[Assigned task] Search the entries for the word "Ordering" and return every line where it is found.
***** Given entries *****
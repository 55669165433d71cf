//! Neighbor classification for a clicked node.

use std::cmp::Ordering;
use std::collections::{HashMap, HashSet};

use super::index::{EdgeRef, GraphIndex, Neighborhood};
use super::model::Graph;
use super::types::NodeId;

/// A node's neighbors split by edge direction.
#[derive(Clone, Debug, Default, PartialEq, Eq)]
pub struct NeighborClasses {
	/// Linked both ways.
	pub mutual: HashSet<NodeId>,
	/// Only pointing at the node.
	pub in_only: HashSet<NodeId>,
	/// Only pointed at by the node.
	pub out_only: HashSet<NodeId>,
}

impl NeighborClasses {
	/// Total number of neighbors.
	pub fn len(&self) -> usize {
		self.mutual.len() + self.in_only.len() + self.out_only.len()
	}

	/// Whether the node has no neighbors.
	pub fn is_empty(&self) -> bool {
		self.len() == 0
	}

	/// Every neighbor regardless of class.
	pub fn iter(&self) -> impl Iterator<Item = &NodeId> {
		self.mutual
			.iter()
			.chain(&self.in_only)
			.chain(&self.out_only)
	}
}

/// Weighted neighbors of a node, as shown for the post-sharing graph.
#[derive(Clone, Debug, Default, PartialEq)]
pub struct Sharings {
	/// Weight of the node's own self-loop, zero without one.
	pub self_sharing: f64,
	/// Neighbors with an inbound edge, mutual ones included.
	pub in_sharing: HashMap<NodeId, f64>,
	/// Neighbors reached only outbound.
	pub out_sharing: HashMap<NodeId, f64>,
}

/// Sharings of one group.
#[derive(Clone, Debug, PartialEq)]
pub struct SharingGroup {
	/// Group tag.
	pub group: String,
	/// Sum of the members' weights.
	pub total: f64,
	/// Members, heaviest first.
	pub members: Vec<(NodeId, f64)>,
}

/// Sharings grouped for display.
#[derive(Clone, Debug, Default, PartialEq)]
pub struct SharingSummary {
	/// Sum over all groups.
	pub total: f64,
	/// Groups, heaviest first.
	pub groups: Vec<SharingGroup>,
}

/// Split `id`'s neighbors into mutual, in-only and out-only.
///
/// Unknown ids have no neighbors. A self-loop makes the node its own mutual
/// neighbor.
pub fn classify<I: GraphIndex + ?Sized>(index: &I, id: &str) -> NeighborClasses {
	let empty = Neighborhood::new();
	let all = index.all_neighbors(id).unwrap_or(&empty);
	let inbound = index.in_neighbors(id).unwrap_or(&empty);
	let outbound = index.out_neighbors(id).unwrap_or(&empty);

	let mut classes = NeighborClasses::default();
	for k in all.keys() {
		match (inbound.contains_key(k), outbound.contains_key(k)) {
			(true, true) => classes.mutual.insert(k.clone()),
			(true, false) => classes.in_only.insert(k.clone()),
			(false, true) => classes.out_only.insert(k.clone()),
			(false, false) => false,
		};
	}
	classes
}

/// Every neighbor of `id`, in either direction.
pub fn neighbors<I: GraphIndex + ?Sized>(index: &I, id: &str) -> HashSet<NodeId> {
	index
		.all_neighbors(id)
		.map(|all| all.keys().cloned().collect())
		.unwrap_or_default()
}

fn first_weight(edges: Option<&Vec<EdgeRef>>) -> f64 {
	edges
		.and_then(|edges| edges.first())
		.map(|edge| edge.weight)
		.unwrap_or(0.0)
}

/// Weighted variant of [`classify`].
///
/// The self-loop is reported apart from the other neighbors. A neighbor linked
/// both ways counts as inbound. Each weight is the one of the first linking
/// edge in file order.
pub fn classify_sharings<I: GraphIndex + ?Sized>(index: &I, id: &str) -> Sharings {
	let empty = Neighborhood::new();
	let all = index.all_neighbors(id).unwrap_or(&empty);
	let inbound = index.in_neighbors(id).unwrap_or(&empty);
	let outbound = index.out_neighbors(id).unwrap_or(&empty);

	let mut sharings = Sharings::default();
	for k in all.keys() {
		if k.as_str() == id {
			sharings.self_sharing = first_weight(inbound.get(k));
		} else if let Some(edges) = inbound.get(k) {
			sharings.in_sharing.insert(k.clone(), first_weight(Some(edges)));
		} else if let Some(edges) = outbound.get(k) {
			sharings.out_sharing.insert(k.clone(), first_weight(Some(edges)));
		}
	}
	sharings
}

fn heavier_first(a: f64, b: f64) -> Ordering {
	b.partial_cmp(&a).unwrap_or(Ordering::Equal)
}

/// Group weighted neighbors by group tag. Neighbors missing from `graph` are skipped.
pub fn summarize_sharings(sharings: &HashMap<NodeId, f64>, graph: &Graph) -> SharingSummary {
	let mut by_group: HashMap<&str, Vec<(NodeId, f64)>> = HashMap::new();
	for (id, &weight) in sharings {
		if let Some(node) = graph.node(id.as_str()) {
			by_group
				.entry(node.group.as_str())
				.or_default()
				.push((id.clone(), weight));
		}
	}

	let mut groups: Vec<SharingGroup> = by_group
		.into_iter()
		.map(|(group, mut members)| {
			members.sort_by(|a, b| heavier_first(a.1, b.1).then_with(|| a.0.cmp(&b.0)));
			SharingGroup {
				group: group.to_owned(),
				total: members.iter().map(|(_, w)| w).sum(),
				members,
			}
		})
		.collect();
	groups.sort_by(|a, b| heavier_first(a.total, b.total).then_with(|| a.group.cmp(&b.group)));

	SharingSummary {
		total: groups.iter().map(|g| g.total).sum(),
		groups,
	}
}

#[cfg(test)]
mod tests {
	use super::*;
	use crate::config::ViewerSettings;
	use crate::graph::index::AdjacencyIndex;
	use serde_json::json;

	fn fixture(edges: serde_json::Value) -> (Graph, AdjacencyIndex) {
		let data = serde_json::from_value(json!({
			"nodes": [
				{"id": "A", "group": "red"},
				{"id": "B", "group": "blue"},
				{"id": "C", "group": "red"},
				{"id": "D", "group": "blue-sub"}
			],
			"edges": edges
		}))
		.unwrap();
		let graph = Graph::from_data(data, &ViewerSettings::default());
		let index = AdjacencyIndex::build(&graph);
		(graph, index)
	}

	fn ids(set: &HashSet<NodeId>) -> Vec<&str> {
		let mut v: Vec<&str> = set.iter().map(NodeId::as_str).collect();
		v.sort_unstable();
		v
	}

	#[test]
	fn mutual_in_and_out() {
		let (_, index) = fixture(json!([
			{"source": "A", "target": "B"},
			{"source": "B", "target": "A"},
			{"source": "A", "target": "C"},
			{"source": "D", "target": "A"}
		]));
		let classes = classify(&index, "A");
		assert_eq!(ids(&classes.mutual), ["B"]);
		assert_eq!(ids(&classes.out_only), ["C"]);
		assert_eq!(ids(&classes.in_only), ["D"]);
		assert_eq!(classes.len(), 3);
	}

	#[test]
	fn unknown_node_has_no_neighbors() {
		let (_, index) = fixture(json!([{"source": "A", "target": "B"}]));
		assert!(classify(&index, "nope").is_empty());
		assert!(neighbors(&index, "nope").is_empty());
		assert!(classify_sharings(&index, "nope").in_sharing.is_empty());
	}

	#[test]
	fn self_loop_is_mutual_in_plain_classification() {
		let (_, index) = fixture(json!([{"source": "A", "target": "A"}]));
		assert_eq!(ids(&classify(&index, "A").mutual), ["A"]);
	}

	#[test]
	fn sharings_split_self_loop_and_weights() {
		let (_, index) = fixture(json!([
			{"source": "A", "target": "A", "weight": 4},
			{"source": "A", "target": "A", "weight": 1},
			{"source": "B", "target": "A", "weight": 2},
			{"source": "A", "target": "B", "weight": 5},
			{"source": "A", "target": "C", "weight": 3}
		]));
		let sharings = classify_sharings(&index, "A");
		assert_eq!(sharings.self_sharing, 4.0);
		assert_eq!(sharings.in_sharing.len(), 1);
		assert_eq!(sharings.in_sharing["B"], 2.0);
		assert_eq!(sharings.out_sharing.len(), 1);
		assert_eq!(sharings.out_sharing["C"], 3.0);
	}

	#[test]
	fn summary_orders_groups_and_members() {
		let (graph, _) = fixture(json!([]));
		let sharings: HashMap<NodeId, f64> = [("A", 1.0), ("C", 5.0), ("B", 4.0), ("D", 9.0)]
			.into_iter()
			.map(|(id, w)| (NodeId::from(id), w))
			.collect();
		let summary = summarize_sharings(&sharings, &graph);
		assert_eq!(summary.total, 19.0);
		let groups: Vec<&str> = summary.groups.iter().map(|g| g.group.as_str()).collect();
		assert_eq!(groups, ["blue-sub", "red", "blue"]);
		let red = &summary.groups[1];
		assert_eq!(red.total, 6.0);
		assert_eq!(red.members[0], (NodeId::from("C"), 5.0));
		assert_eq!(red.members[1], (NodeId::from("A"), 1.0));
	}
}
*****
[Answer section]
use std::cmp::Ordering;
fn heavier_first(a: f64, b: f64) -> Ordering {
	b.partial_cmp(&a).unwrap_or(Ordering::Equal)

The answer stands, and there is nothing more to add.